Her response was not, as Glenn Greenwald notes, what he was expecting. “Ukraine has biological research facilities,” she answered,* “which, we are now in fact quite concerned that Russian troops, Russian forces, may be seeking to gain control of, so we are working with the Ukrainians on how they can prevent any of those research materials from falling into the hands of Russian forces should they approach.”

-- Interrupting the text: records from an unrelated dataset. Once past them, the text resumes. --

//! Reconciliation of two task collections.

use super::{Task, TaskId};
use std::collections::HashMap;

/// Merges a local and a remote task collection, keyed by task identifier.
///
/// Every remote task is inserted first, then every local task, overwriting
/// any remote entry that shares an identifier: on collision the local record
/// wins unconditionally, with no timestamp or field-level comparison. The
/// result's identifier set is the union of both inputs; its order is
/// unspecified and callers must not rely on it.
///
/// Total and pure: no I/O, no failure modes.
#[must_use]
pub fn merge(local: &[Task], remote: &[Task]) -> Vec<Task> {
    let mut by_id: HashMap<TaskId, Task> =
        HashMap::with_capacity(local.len() + remote.len());
    for task in remote {
        by_id.insert(task.id(), task.clone());
    }
    for task in local {
        by_id.insert(task.id(), task.clone());
    }
    by_id.into_values().collect()
}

It turns out that the United States has long been working with Ukraine “to consolidate and secure pathogens and toxins of security concern and to continue to ensure Ukraine can detect and report outbreaks caused by dangerous pathogens before they pose security or stability threats.” And the relationship between defensive biological research and offensive is quite close, Greenwald suggests: “research that is classified as ‘defensive’ can easily be converted, deliberately or otherwise, into extremely destructive biological weapons.”
If this is at all puzzling, note those fact-checkers, again. These “defensive” warriors in the memetic arena are supposed to serve as antibodies to “misinformation” in the realm of spreadable ideas. By reflexively debunking any new attack on accepted government-approved opinion, they serve as spreaders of their own misinformation.
As in the war of ideas, so in the war of biological contagions.
The next question is: Does it make sense to place our labs on the border of our enemy?
But then, I thought it was a bad idea to subsidize biological research laboratories in Wuhan, China.
Our leaders think they know better.
This is Common Sense. I’m Paul Jacob.
* Greenwald leaves in Nuland’s uh-stutters and the like. I’ve cut them.